• **Dataset section**:
>>>>

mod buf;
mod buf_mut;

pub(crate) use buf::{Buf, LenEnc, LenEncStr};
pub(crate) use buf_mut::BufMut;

<<<<

• **Exercise requirements**:
Output all of the data again, exactly.

• **Response**:
mod buf;
mod buf_mut;

pub(crate) use buf::{Buf, LenEnc, LenEncStr};
pub(crate) use buf_mut::BufMut;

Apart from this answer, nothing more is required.